I've been there, We're for 10yrs with all the
violence to tell you, I lived it, left 11 times in those
10yrs, then came back, as I wasn't strong enough
physically, mentally and emotionally.
Time came, he left me and my 7yrs old son, the thing
is he left me for another woman ..
Of course, I struggled in the beginning, I thought it
was so unfair, he came back after a yr,, but things
were just the same so this time I let go of him.
It was still struggle being nobody to run to , ,
but I survived . Few yrs after he wants to come back,
which I've refused .
It's been 9yrs now since, Im happy and enjoying my
freedom I've chosen.
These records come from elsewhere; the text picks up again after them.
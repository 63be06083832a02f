//=========================================================================
// Audio Subsystem
//
// Background music playback through the default output device.
//
// Responsibilities:
// - Open the output stream and a playback sink
// - Decode the music file and loop it for the life of the session
//
// Notes:
// The output stream handle must stay alive for playback to continue,
// so `Music` owns it alongside the sink. The handle is not `Send`;
// the whole subsystem lives on the event-loop thread.
//
//=========================================================================

//=== Standard Library Imports ============================================

use std::fmt;
use std::fs::File;
use std::io::BufReader;
use std::path::{Path, PathBuf};

//=== External Crates =====================================================

use log::info;
use rodio::{Decoder, OutputStream, Sink, Source};

//=== AudioError ==========================================================

/// Music playback failures.
#[derive(Debug)]
pub enum AudioError {
    /// No usable output device.
    Device(rodio::StreamError),

    /// Playback sink could not be attached to the stream.
    Sink(rodio::PlayError),

    /// Music file could not be opened.
    Open {
        path: PathBuf,
        source: std::io::Error,
    },

    /// Music file was read but could not be decoded.
    Decode {
        path: PathBuf,
        source: rodio::decoder::DecoderError,
    },
}

//--- Trait Implementations -----------------------------------------------

impl fmt::Display for AudioError {
    fn fmt(&self, f: &mut fmt::Formatter<'_>) -> fmt::Result {
        match self {
            Self::Device(source) => write!(f, "Failed to open audio output: {}", source),
            Self::Sink(source) => write!(f, "Failed to create playback sink: {}", source),
            Self::Open { path, source } => {
                write!(f, "Failed to open {}: {}", path.display(), source)
            }
            Self::Decode { path, source } => {
                write!(f, "Failed to decode {}: {}", path.display(), source)
            }
        }
    }
}

impl std::error::Error for AudioError {
    fn source(&self) -> Option<&(dyn std::error::Error + 'static)> {
        match self {
            Self::Device(source) => Some(source),
            Self::Sink(source) => Some(source),
            Self::Open { source, .. } => Some(source),
            Self::Decode { source, .. } => Some(source),
        }
    }
}

//=== Music ===============================================================

/// Looped background music bound to the default output device.
///
/// Playback runs for as long as this value is alive; dropping it stops
/// the music and closes the device.
pub struct Music {
    // Dropping the stream silences the sink, so it rides along unused.
    _stream: OutputStream,
    sink: Sink,
}

impl Music {
    /// Opens the output device and starts looping the given file.
    pub fn play_looped(path: &Path) -> Result<Self, AudioError> {
        let (stream, handle) = OutputStream::try_default().map_err(AudioError::Device)?;
        let sink = Sink::try_new(&handle).map_err(AudioError::Sink)?;

        let file = File::open(path).map_err(|source| AudioError::Open {
            path: path.to_path_buf(),
            source,
        })?;

        let decoder =
            Decoder::new(BufReader::new(file)).map_err(|source| AudioError::Decode {
                path: path.to_path_buf(),
                source,
            })?;

        sink.append(decoder.repeat_infinite());
        info!(target: "audio", "Looping {}", path.display());

        Ok(Self {
            _stream: stream,
            sink,
        })
    }

    /// Whether the sink still has audio queued.
    pub fn is_playing(&self) -> bool {
        !self.sink.empty()
    }
}

//=========================================================================
// Unit Tests
//=========================================================================

#[cfg(test)]
mod tests {
    use super::*;

    // Playback itself needs a real output device, which test machines
    // rarely have. These cover the failure paths that don't.

    #[test]
    fn missing_file_reports_open_error() {
        let result = Music::play_looped(Path::new("definitely/not/here.ogg"));
        match result {
            Err(AudioError::Open { .. }) | Err(AudioError::Device(_)) => {}
            Err(other) => panic!("Unexpected error: {}", other),
            Ok(_) => panic!("Expected an error for a missing file"),
        }
    }

    #[test]
    fn errors_format_with_path() {
        let err = AudioError::Open {
            path: PathBuf::from("music/theme.ogg"),
            source: std::io::Error::new(std::io::ErrorKind::NotFound, "no such file"),
        };
        let text = err.to_string();
        assert!(text.contains("music/theme.ogg"), "got: {}", text);
    }
}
Haven't been in a relationship
but one day I have to be as my son is 16 now.
After all those, I can say that I can bear anything.
I am a strong woman..
HANG ON IN THERE, JUST HANG ON IN THERE,
THINGS WILL CHANGE, BELIEVE ME.
May you get there too you deserve it.. .
well first thing you need to do is remember , when people hurt they lash out at each other . for what ever reason it didn't work out for you and him . It going to hurt , and the scar will be there forever . but don't let this ruin the rest of your life ..
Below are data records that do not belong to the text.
//=========================================================================
// Coordinate Grid
//
// Maps window pixels to board cells and back.
//
// Responsibilities:
// - Divide the board's pixel area into three equal spans per axis
// - Reject clicks that land outside the board area
// - Provide the inverse mapping to a cell's top-left pixel
//
// Notes:
// The span is fixed at construction from the logical board side
// length; window resizes do not change the mapping, so the board
// stays anchored at the top-left corner of the window.
//
//=========================================================================

use crate::core::board::BOARD_CELLS;

//=== Grid ================================================================

/// Pixel-to-cell mapping for a square board anchored at the origin.
#[derive(Debug, Clone, Copy, PartialEq, Eq)]
pub struct Grid {
    span: u32,
}

impl Grid {
    //--- Construction -----------------------------------------------------

    /// Creates a grid for a board of the given side length in pixels.
    ///
    /// The cell span is `side / 3` (integer division), matching the
    /// sprite placement used by the renderer.
    ///
    /// # Panics
    ///
    /// Panics if `side` is smaller than the number of cells per axis.
    pub fn new(side: u32) -> Self {
        assert!(
            side >= BOARD_CELLS as u32,
            "Board side must be at least {} pixels, got {}",
            BOARD_CELLS,
            side
        );
        Self {
            span: side / BOARD_CELLS as u32,
        }
    }

    /// Width and height of one cell in pixels.
    pub fn span(&self) -> u32 {
        self.span
    }

    //--- Mapping ----------------------------------------------------------

    /// Maps a window pixel to the cell containing it.
    ///
    /// Returns `None` for pixels outside the board area (e.g. clicks
    /// in the margin of an enlarged window).
    pub fn screen_to_board(&self, x: u32, y: u32) -> Option<(usize, usize)> {
        let col = (x / self.span) as usize;
        let row = (y / self.span) as usize;
        if col >= BOARD_CELLS || row >= BOARD_CELLS {
            return None;
        }
        Some((col, row))
    }

    /// Maps a cell to its top-left pixel.
    pub fn board_to_screen(&self, col: usize, row: usize) -> (u32, u32) {
        (col as u32 * self.span, row as u32 * self.span)
    }
}

//=========================================================================
// Unit Tests
//=========================================================================

#[cfg(test)]
mod tests {
    use super::*;

    const SIDE: u32 = 224;

    #[test]
    fn span_is_side_over_three() {
        assert_eq!(Grid::new(SIDE).span(), 74);
    }

    #[test]
    fn top_left_pixel_maps_to_first_cell() {
        let grid = Grid::new(SIDE);
        assert_eq!(grid.screen_to_board(0, 0), Some((0, 0)));
    }

    #[test]
    fn round_trip_maps_back_to_cell_origin() {
        let grid = Grid::new(SIDE);
        let span = grid.span();

        for col in 0..BOARD_CELLS {
            for row in 0..BOARD_CELLS {
                let (ox, oy) = grid.board_to_screen(col, row);

                // Sample pixels across the cell's bounds, edges included.
                for dx in [0, span / 2, span - 1] {
                    for dy in [0, span / 2, span - 1] {
                        let cell = grid.screen_to_board(ox + dx, oy + dy);
                        assert_eq!(cell, Some((col, row)));
                    }
                }
            }
        }
    }

    #[test]
    fn pixels_outside_board_are_rejected() {
        let grid = Grid::new(SIDE);
        let edge = grid.span() * BOARD_CELLS as u32;

        assert_eq!(grid.screen_to_board(edge, 0), None);
        assert_eq!(grid.screen_to_board(0, edge), None);
        assert_eq!(grid.screen_to_board(10_000, 10_000), None);
    }

    #[test]
    #[should_panic(expected = "Board side must be at least")]
    fn degenerate_side_panics() {
        Grid::new(2);
    }
}
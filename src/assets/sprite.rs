//=========================================================================
// Sprite
//
// A decoded image held in memory as packed 0xAARRGGBB pixels.
//
// Responsibilities:
// - Store pixel data in the format the frame buffer blits from
// - Convert to and from the byte-per-channel RGBA layout used by the
//   image decoder and the window-icon API
//
//=========================================================================

//=== Sprite ==============================================================

/// An immutable image with premixed alpha information per pixel.
///
/// Pixels are packed as `0xAARRGGBB`. The renderer consults the alpha
/// byte when blitting; fully transparent pixels are skipped, fully
/// opaque pixels overwrite, anything in between is blended.
#[derive(Debug, Clone, PartialEq, Eq)]
pub struct Sprite {
    width: u32,
    height: u32,
    pixels: Vec<u32>,
}

impl Sprite {
    //--- Construction -----------------------------------------------------

    /// Wraps packed pixels into a sprite.
    ///
    /// # Panics
    ///
    /// Panics if `pixels.len() != width * height`.
    pub fn new(width: u32, height: u32, pixels: Vec<u32>) -> Self {
        assert_eq!(
            pixels.len(),
            (width * height) as usize,
            "Sprite pixel count must match dimensions"
        );
        Self {
            width,
            height,
            pixels,
        }
    }

    /// Packs byte-per-channel RGBA data (as produced by the image
    /// decoder) into a sprite.
    ///
    /// # Panics
    ///
    /// Panics if `rgba.len() != width * height * 4`.
    pub fn from_rgba(width: u32, height: u32, rgba: &[u8]) -> Self {
        assert_eq!(
            rgba.len(),
            (width * height * 4) as usize,
            "RGBA byte count must match dimensions"
        );

        let pixels = rgba
            .chunks_exact(4)
            .map(|px| {
                let [r, g, b, a] = [px[0], px[1], px[2], px[3]];
                (a as u32) << 24 | (r as u32) << 16 | (g as u32) << 8 | b as u32
            })
            .collect();

        Self {
            width,
            height,
            pixels,
        }
    }

    //--- Access -----------------------------------------------------------

    pub fn width(&self) -> u32 {
        self.width
    }

    pub fn height(&self) -> u32 {
        self.height
    }

    pub fn pixels(&self) -> &[u32] {
        &self.pixels
    }

    /// Returns the packed pixel at the given position.
    ///
    /// # Panics
    ///
    /// Panics if the position is outside the sprite.
    pub fn pixel(&self, x: u32, y: u32) -> u32 {
        assert!(x < self.width && y < self.height);
        self.pixels[(y * self.width + x) as usize]
    }

    /// Unpacks into byte-per-channel RGBA, the layout expected by the
    /// window-icon API.
    pub fn to_rgba(&self) -> Vec<u8> {
        let mut rgba = Vec::with_capacity(self.pixels.len() * 4);
        for &px in &self.pixels {
            rgba.push((px >> 16) as u8);
            rgba.push((px >> 8) as u8);
            rgba.push(px as u8);
            rgba.push((px >> 24) as u8);
        }
        rgba
    }
}

//=========================================================================
// Unit Tests
//=========================================================================

#[cfg(test)]
mod tests {
    use super::*;

    #[test]
    fn from_rgba_packs_channels() {
        let sprite = Sprite::from_rgba(1, 1, &[0x11, 0x22, 0x33, 0x44]);
        assert_eq!(sprite.pixel(0, 0), 0x44112233);
    }

    #[test]
    fn rgba_round_trip_preserves_bytes() {
        let bytes = [
            0xFF, 0x00, 0x00, 0xFF, // opaque red
            0x00, 0xFF, 0x00, 0x80, // half-transparent green
        ];
        let sprite = Sprite::from_rgba(2, 1, &bytes);
        assert_eq!(sprite.to_rgba(), bytes);
    }

    #[test]
    fn pixel_indexing_is_row_major() {
        let sprite = Sprite::new(2, 2, vec![1, 2, 3, 4]);
        assert_eq!(sprite.pixel(0, 0), 1);
        assert_eq!(sprite.pixel(1, 0), 2);
        assert_eq!(sprite.pixel(0, 1), 3);
        assert_eq!(sprite.pixel(1, 1), 4);
    }

    #[test]
    #[should_panic(expected = "Sprite pixel count must match dimensions")]
    fn mismatched_pixel_count_panics() {
        Sprite::new(2, 2, vec![0; 3]);
    }
}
go to the bathroom and wipe the tears away and remember what you had the good times and then let go . I know how hard it is to let go I was in love for the first time and oh my god he hurt me so bad .. and i just felt like i was dying in side .. but , i realigzed that i thought i needed him tobe happy , but i didn't ..
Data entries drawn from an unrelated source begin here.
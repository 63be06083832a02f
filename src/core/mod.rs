//=========================================================================
// Core Game Systems
//
// Platform-independent game logic: the board model, the pixel↔cell
// grid, the decoded event vocabulary, and the session state machine.
//
// Nothing in this module touches the windowing, audio, or rendering
// libraries; the platform layer decodes OS events into `Event` at the
// boundary and feeds them to `Game`.
//
//=========================================================================

pub mod board;
pub mod event;
pub mod game;
pub mod grid;

//=== Public Exports ======================================================

pub use board::{Board, Tile, BOARD_CELLS};
pub use event::{Event, KeyCode, MouseButton};
pub use game::{Game, RunState};
pub use grid::Grid;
sit down and start rebuilding your life again .. pour the foundation .. build it brick by brick .. and you can call it yours no one no guy or anything helped you it's all going to be you ..
go to the store buy you a new dress , get a new hair do , get you a job , take up a hobby .. show him that you can lie with out him .. and that yes you loved him but , you can survrive on your own ..
being depressed over it is only teling the guy that hey i have this chic all sad and depressed .. she wants me . Oh yeah being sad and all also make you easy prey .. i know a bunch of guys who take advantage of women when they are in that stage so hold your head up girl and take a deep breathe and say I can do this .. Now go .. see what life has to offer you .. and learn from all this .. it a stepping stone to something more better ..
Good luck on your journey .. if you need to talk email me ..
Chalk one up for the men, kudos to your ex! He's getting on with his life, you should do the same. Sucks when a guy isn't miserable and suicidal after you ruin his life, doesn't it?